• **THE INPUT**:
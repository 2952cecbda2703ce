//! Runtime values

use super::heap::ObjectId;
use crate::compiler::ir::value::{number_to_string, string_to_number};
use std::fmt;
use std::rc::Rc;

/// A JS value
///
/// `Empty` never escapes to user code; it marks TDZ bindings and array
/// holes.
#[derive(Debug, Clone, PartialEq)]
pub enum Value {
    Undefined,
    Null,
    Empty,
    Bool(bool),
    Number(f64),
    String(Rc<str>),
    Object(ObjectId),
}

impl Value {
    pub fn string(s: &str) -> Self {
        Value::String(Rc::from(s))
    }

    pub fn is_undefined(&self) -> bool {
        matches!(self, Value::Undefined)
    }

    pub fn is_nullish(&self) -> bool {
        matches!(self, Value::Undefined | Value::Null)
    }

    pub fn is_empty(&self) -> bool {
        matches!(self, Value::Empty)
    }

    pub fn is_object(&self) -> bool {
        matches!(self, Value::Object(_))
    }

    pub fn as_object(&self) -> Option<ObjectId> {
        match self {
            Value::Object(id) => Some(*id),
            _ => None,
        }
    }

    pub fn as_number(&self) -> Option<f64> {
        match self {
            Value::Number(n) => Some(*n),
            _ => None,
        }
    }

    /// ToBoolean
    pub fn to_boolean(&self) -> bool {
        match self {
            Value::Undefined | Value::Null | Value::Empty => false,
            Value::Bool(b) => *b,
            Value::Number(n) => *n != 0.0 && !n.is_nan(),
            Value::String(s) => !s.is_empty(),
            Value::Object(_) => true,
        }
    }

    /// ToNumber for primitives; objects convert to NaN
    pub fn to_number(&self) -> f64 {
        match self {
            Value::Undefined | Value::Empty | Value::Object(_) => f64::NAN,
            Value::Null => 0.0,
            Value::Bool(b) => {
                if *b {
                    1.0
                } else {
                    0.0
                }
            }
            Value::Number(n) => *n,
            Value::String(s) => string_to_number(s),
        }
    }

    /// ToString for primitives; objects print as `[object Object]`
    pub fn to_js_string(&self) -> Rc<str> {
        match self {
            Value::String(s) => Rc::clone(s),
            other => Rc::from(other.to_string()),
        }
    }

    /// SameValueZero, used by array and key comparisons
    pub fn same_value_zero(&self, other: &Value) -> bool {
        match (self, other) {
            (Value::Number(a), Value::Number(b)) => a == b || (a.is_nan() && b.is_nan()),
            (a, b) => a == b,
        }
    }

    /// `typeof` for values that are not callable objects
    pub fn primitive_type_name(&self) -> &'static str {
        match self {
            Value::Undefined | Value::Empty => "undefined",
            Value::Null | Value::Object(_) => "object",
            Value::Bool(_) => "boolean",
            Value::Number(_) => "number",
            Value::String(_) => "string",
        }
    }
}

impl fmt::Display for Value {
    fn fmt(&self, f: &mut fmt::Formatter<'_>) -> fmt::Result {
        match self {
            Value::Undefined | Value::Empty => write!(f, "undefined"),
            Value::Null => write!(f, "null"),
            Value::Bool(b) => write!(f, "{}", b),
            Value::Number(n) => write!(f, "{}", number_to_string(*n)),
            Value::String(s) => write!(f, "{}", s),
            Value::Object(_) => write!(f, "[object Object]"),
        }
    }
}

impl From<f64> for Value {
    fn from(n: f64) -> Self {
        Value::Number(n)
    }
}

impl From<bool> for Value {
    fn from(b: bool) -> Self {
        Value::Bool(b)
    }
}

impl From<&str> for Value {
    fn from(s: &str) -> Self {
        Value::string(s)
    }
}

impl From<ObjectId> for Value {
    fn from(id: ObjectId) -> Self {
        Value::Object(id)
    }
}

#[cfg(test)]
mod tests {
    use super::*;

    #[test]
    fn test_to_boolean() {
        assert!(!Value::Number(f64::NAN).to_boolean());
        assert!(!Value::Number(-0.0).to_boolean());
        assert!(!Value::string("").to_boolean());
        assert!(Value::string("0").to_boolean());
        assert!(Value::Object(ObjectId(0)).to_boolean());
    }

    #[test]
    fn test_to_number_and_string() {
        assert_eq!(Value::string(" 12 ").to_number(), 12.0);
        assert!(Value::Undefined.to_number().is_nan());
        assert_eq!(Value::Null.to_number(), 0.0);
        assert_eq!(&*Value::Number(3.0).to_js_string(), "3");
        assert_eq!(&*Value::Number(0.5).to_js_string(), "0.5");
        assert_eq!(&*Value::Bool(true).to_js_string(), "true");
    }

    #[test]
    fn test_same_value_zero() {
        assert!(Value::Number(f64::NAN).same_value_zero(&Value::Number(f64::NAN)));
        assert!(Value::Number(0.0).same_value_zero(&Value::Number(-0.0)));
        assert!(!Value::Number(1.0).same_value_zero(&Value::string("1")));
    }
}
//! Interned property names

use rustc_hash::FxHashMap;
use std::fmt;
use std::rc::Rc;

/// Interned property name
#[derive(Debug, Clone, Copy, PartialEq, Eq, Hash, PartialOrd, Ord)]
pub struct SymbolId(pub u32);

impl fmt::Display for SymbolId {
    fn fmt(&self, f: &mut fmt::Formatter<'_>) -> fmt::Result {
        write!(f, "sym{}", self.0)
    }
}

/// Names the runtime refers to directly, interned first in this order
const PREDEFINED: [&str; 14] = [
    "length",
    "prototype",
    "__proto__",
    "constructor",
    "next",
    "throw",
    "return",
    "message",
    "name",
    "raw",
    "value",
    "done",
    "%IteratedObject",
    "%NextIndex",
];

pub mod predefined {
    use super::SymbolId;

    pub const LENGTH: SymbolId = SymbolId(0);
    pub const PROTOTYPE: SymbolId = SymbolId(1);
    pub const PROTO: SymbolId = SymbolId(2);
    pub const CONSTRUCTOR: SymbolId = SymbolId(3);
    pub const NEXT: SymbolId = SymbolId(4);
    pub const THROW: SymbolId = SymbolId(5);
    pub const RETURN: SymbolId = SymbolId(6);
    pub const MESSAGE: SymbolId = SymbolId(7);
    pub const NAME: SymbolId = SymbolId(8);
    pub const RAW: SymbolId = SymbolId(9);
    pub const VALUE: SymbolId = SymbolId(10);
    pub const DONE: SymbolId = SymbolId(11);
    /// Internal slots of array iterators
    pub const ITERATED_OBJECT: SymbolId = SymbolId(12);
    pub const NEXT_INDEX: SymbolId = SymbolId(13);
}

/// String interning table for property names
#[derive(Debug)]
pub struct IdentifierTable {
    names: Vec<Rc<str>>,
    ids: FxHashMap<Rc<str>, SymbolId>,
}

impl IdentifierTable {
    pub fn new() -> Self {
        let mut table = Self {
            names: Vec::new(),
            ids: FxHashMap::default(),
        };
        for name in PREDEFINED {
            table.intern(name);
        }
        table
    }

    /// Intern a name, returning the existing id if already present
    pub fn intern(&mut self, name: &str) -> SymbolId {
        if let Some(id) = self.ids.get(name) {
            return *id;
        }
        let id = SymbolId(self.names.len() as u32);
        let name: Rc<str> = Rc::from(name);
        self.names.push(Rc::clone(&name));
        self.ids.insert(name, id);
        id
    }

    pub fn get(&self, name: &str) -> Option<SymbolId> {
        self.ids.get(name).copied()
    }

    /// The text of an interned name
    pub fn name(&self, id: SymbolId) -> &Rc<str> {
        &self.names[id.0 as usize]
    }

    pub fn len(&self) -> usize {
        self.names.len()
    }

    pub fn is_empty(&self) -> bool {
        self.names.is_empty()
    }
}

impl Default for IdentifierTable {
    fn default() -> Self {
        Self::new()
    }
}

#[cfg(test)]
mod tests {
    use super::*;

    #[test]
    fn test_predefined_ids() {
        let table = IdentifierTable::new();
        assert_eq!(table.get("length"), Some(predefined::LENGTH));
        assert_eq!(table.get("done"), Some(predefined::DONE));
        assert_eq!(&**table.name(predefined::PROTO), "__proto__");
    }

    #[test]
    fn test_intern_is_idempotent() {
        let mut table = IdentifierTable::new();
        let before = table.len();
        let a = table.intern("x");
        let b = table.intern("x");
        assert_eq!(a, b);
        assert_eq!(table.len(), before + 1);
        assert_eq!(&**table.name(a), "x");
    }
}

• **THE PROBLEM**: Please transcribe exactly the lines above from the line that has "of array iterators" up to and including the line that has "if let Some(id)"; no other line belongs in the answer.

• **RESULT**:
    /// Internal slots of array iterators
    pub const ITERATED_OBJECT: SymbolId = SymbolId(12);
    pub const NEXT_INDEX: SymbolId = SymbolId(13);
}

/// String interning table for property names
#[derive(Debug)]
pub struct IdentifierTable {
    names: Vec<Rc<str>>,
    ids: FxHashMap<Rc<str>, SymbolId>,
}

impl IdentifierTable {
    pub fn new() -> Self {
        let mut table = Self {
            names: Vec::new(),
            ids: FxHashMap::default(),
        };
        for name in PREDEFINED {
            table.intern(name);
        }
        table
    }

    /// Intern a name, returning the existing id if already present
    pub fn intern(&mut self, name: &str) -> SymbolId {
        if let Some(id) = self.ids.get(name) {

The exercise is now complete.